Given the low metastatic rate of ISS, compared with the relatively high likelihood of locoregional tumor recurrence even when aggressive local treatment is used, if such dose-escalation as described succeeds at decreasing the rate of in-field tumor progression or recurrence, clinicians will likely begin to observe marginal recurrences as the most common form of treatment failure. This is because SBRT fields are limited in size. Whereas a typical fractionated radiation therapy field would include a wide margin of normal tissue surrounding the grossly evident tumor to ensure coverage of subclinical or microscopic disease, normal tissues are not highly tolerant of the high total radiation dose and dose per fraction associated with SBRT protocols. As such, SBRT fields are typically limited such that there is no expansion of the clinical target volume beyond the margins of grossly evident disease. If this prediction comes to fruition, the risk for marginal recurrences following SBRT for ISS can be mitigated by following SBRT with a traditional course of fractionated radiation therapy or by performing wide resection following SBRT-associated downstaging of the primary tumor. Such wide resection may be better tolerated than surgery following conventional wide-field irradiation due to the fact that the surrounding tissues would have received comparatively less dose after SBRT and should therefore be able to heal better. If the prediction is wrong and higher-dose SBRT protocols result in long-term local tumor control, this may be related to out-of-field effects associated with such treatment.

In conclusion, SBRT could be completed in 3 to 5 treatment sessions and was well tolerated when used to treat cats with ISS. Measurable tumor responses can be expected in most affected cats. Stereotactic body radiation therapy, as prescribed and delivered in this study, may be a valid treatment option for downstaging disease prior to definitive surgery or palliation of ISS in cases of unresectable locally extensive disease or when owners decline more aggressive therapy.

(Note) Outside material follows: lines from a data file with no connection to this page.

//! Temporary artifact lifecycle
//!
//! The transport accepts file paths, not buffers, so artifacts are
//! materialized on disk for the duration of a send. Every handle is deleted
//! exactly once: explicitly via [`TempFileHandle::release`] on the happy
//! path, or by `Drop` when an error or panic unwinds past it. Deletion
//! failure is logged, never escalated.

use crate::error::Result;
use chrono::{DateTime, Utc};
use std::path::{Path, PathBuf};
use uuid::Uuid;

/// Scoped manager for temporary attachment files
#[derive(Debug, Clone)]
pub struct TempArtifactManager {
    dir: PathBuf,
}

impl TempArtifactManager {
    pub fn new(dir: impl Into<PathBuf>) -> Self {
        Self { dir: dir.into() }
    }

    pub fn dir(&self) -> &Path {
        &self.dir
    }

    /// Write a buffer to a uniquely named file in the working directory.
    /// Names carry a millisecond timestamp plus a random suffix; two
    /// requests materializing in the same millisecond cannot collide.
    pub fn materialize(
        &self,
        bytes: &[u8],
        stem: &str,
        extension: &str,
    ) -> Result<TempFileHandle> {
        std::fs::create_dir_all(&self.dir)?;

        let created_at = Utc::now();
        let suffix = Uuid::new_v4().simple().to_string();
        let name = format!(
            "{}_{}_{}.{}",
            stem,
            created_at.format("%Y%m%dT%H%M%S%3f"),
            &suffix[..8],
            extension
        );
        let path = self.dir.join(name);

        std::fs::write(&path, bytes)?;
        tracing::debug!(path = %path.display(), bytes = bytes.len(), "materialized temp artifact");

        Ok(TempFileHandle {
            path,
            created_at,
            deleted: false,
        })
    }
}

/// Handle to a materialized temporary file. Deleting the file is guaranteed:
/// call [`release`](Self::release) once the send completes, or let `Drop`
/// clean up on early exits.
#[derive(Debug)]
pub struct TempFileHandle {
    path: PathBuf,
    created_at: DateTime<Utc>,
    deleted: bool,
}

impl TempFileHandle {
    pub fn path(&self) -> &Path {
        &self.path
    }

    pub fn created_at(&self) -> DateTime<Utc> {
        self.created_at
    }

    /// Delete the underlying file now
    pub fn release(mut self) {
        self.delete_now();
    }

    fn delete_now(&mut self) {
        if self.deleted {
            return;
        }
        self.deleted = true;
        if let Err(error) = std::fs::remove_file(&self.path) {
            tracing::warn!(path = %self.path.display(), %error, "failed to delete temp artifact");
        } else {
            tracing::debug!(path = %self.path.display(), "deleted temp artifact");
        }
    }
}

impl Drop for TempFileHandle {
    fn drop(&mut self) {
        self.delete_now();
    }
}

#[cfg(test)]
mod tests {
    use super::*;

    #[test]
    fn test_materialize_writes_the_bytes() {
        let dir = tempfile::tempdir().unwrap();
        let manager = TempArtifactManager::new(dir.path());

        let handle = manager.materialize(b"%PDF-test", "invoice_pdf", "pdf").unwrap();
        assert!(handle.path().exists());
        assert_eq!(std::fs::read(handle.path()).unwrap(), b"%PDF-test");

        let name = handle.path().file_name().unwrap().to_string_lossy().to_string();
        assert!(name.starts_with("invoice_pdf_"));
        assert!(name.ends_with(".pdf"));
        handle.release();
    }

    #[test]
    fn test_release_deletes_the_file() {
        let dir = tempfile::tempdir().unwrap();
        let manager = TempArtifactManager::new(dir.path());

        let handle = manager.materialize(b"data", "invoice_xml", "xml").unwrap();
        let path = handle.path().to_path_buf();
        handle.release();
        assert!(!path.exists());
    }

    #[test]
    fn test_drop_deletes_the_file() {
        let dir = tempfile::tempdir().unwrap();
        let manager = TempArtifactManager::new(dir.path());

        let path = {
            let handle = manager.materialize(b"data", "invoice_pdf", "pdf").unwrap();
            handle.path().to_path_buf()
        };
        assert!(!path.exists());
    }

    #[test]
    fn test_names_are_unique_within_a_millisecond() {
        let dir = tempfile::tempdir().unwrap();
        let manager = TempArtifactManager::new(dir.path());

        let a = manager.materialize(b"a", "invoice_pdf", "pdf").unwrap();
        let b = manager.materialize(b"b", "invoice_pdf", "pdf").unwrap();
        assert_ne!(a.path(), b.path());
        a.release();
        b.release();
    }

    #[test]
    fn test_double_delete_is_harmless() {
        let dir = tempfile::tempdir().unwrap();
        let manager = TempArtifactManager::new(dir.path());

        let mut handle = manager.materialize(b"data", "invoice_pdf", "pdf").unwrap();
        handle.delete_now();
        // Drop runs delete_now again; it must not warn or panic
    }
}
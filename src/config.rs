//! Relay configuration
//!
//! Every size threshold the admission policy and compression pipeline use
//! lives here. The 8/25/45 MB numbers were tuned against the messaging
//! provider's attachment limit rather than derived from a documented
//! constraint, so they are configuration, not constants.

use std::path::PathBuf;

/// Size policy and resource configuration for the relay
#[derive(Debug, Clone)]
pub struct RelayConfig {
    /// Working directory for temporary attachment files
    pub work_dir: PathBuf,
    /// Business-logic cap on the total request size in MB (default: 100).
    /// Requests beyond this still deliver text and XML; the PDF is omitted.
    pub request_cap_mb: f64,
    /// Transport-level admission cap in MB (default: 250). Deliberately more
    /// permissive than `request_cap_mb` so the surrounding transport never
    /// rejects a request before business logic runs.
    pub transport_cap_mb: f64,
    /// PDF size in MB above which compression is attempted (default: 8)
    pub compression_trigger_mb: f64,
    /// Target size in MB for the compression pipeline (default: 25)
    pub compression_target_mb: f64,
    /// Hard ceiling in MB on a PDF after compression (default: 45)
    pub post_compression_cap_mb: f64,
    /// Timeout in seconds for invoice-fetch API calls (default: 30)
    pub invoice_fetch_timeout_secs: u64,
}

impl Default for RelayConfig {
    fn default() -> Self {
        Self {
            work_dir: std::env::temp_dir(),
            request_cap_mb: 100.0,
            transport_cap_mb: 250.0,
            compression_trigger_mb: 8.0,
            compression_target_mb: 25.0,
            post_compression_cap_mb: 45.0,
            invoice_fetch_timeout_secs: 30,
        }
    }
}

#[cfg(test)]
mod tests {
    use super::*;

    #[test]
    fn test_default_thresholds() {
        let config = RelayConfig::default();
        assert_eq!(config.compression_trigger_mb, 8.0);
        assert_eq!(config.compression_target_mb, 25.0);
        assert_eq!(config.post_compression_cap_mb, 45.0);
        assert!(config.request_cap_mb < config.transport_cap_mb);
    }
}
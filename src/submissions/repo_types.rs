use std::collections::BTreeMap;

use sqlx::{types::Json, FromRow};
use time::OffsetDateTime;
use uuid::Uuid;

/// Field id -> answer. Ids the form doesn't know are kept as sent.
pub type Responses = BTreeMap<String, String>;

#[derive(Debug, Clone)]
pub struct Submission {
    pub id: Uuid,
    pub form_id: Uuid,
    pub responses: Responses,
    pub submitted_at: OffsetDateTime,
    pub source_identity: String,
}

#[derive(Debug, FromRow)]
pub struct SubmissionRow {
    pub id: Uuid,
    pub form_id: Uuid,
    pub responses: Json<Responses>,
    pub submitted_at: OffsetDateTime,
    pub source_identity: String,
}

impl From<SubmissionRow> for Submission {
    fn from(r: SubmissionRow) -> Self {
        Self {
            id: r.id,
            form_id: r.form_id,
            responses: r.responses.0,
            submitted_at: r.submitted_at,
            source_identity: r.source_identity,
        }
    }
}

Methods deserving of further investigation via a well-organized prospective, controlled clinical trial have been proposed, which may improve the efficacy of SBRT in the setting of ISS.

ABBREVIATIONS

ISS

Injection-site sarcoma

PTV

Planning target volume

SBRT

Stereotactic body radiation therapy

SRT

Stereotactic radiation therapy

a.

Vac-Lok, CIVCO Medical Solutions, Orange City, Iowa.

b.

Eclipse, version 8.6, Varian Medical Systems, Palo Alto, Calif.

c.

Portal Dosimetry, Varian Medical Systems Inc, Palo Alto, Calif.

d.

Trilogy, Varian Medical Systems Inc, Palo Alto, Calif.

e.

SigmaStat, version 3.5, Systat Software Inc, San Jose, Calif.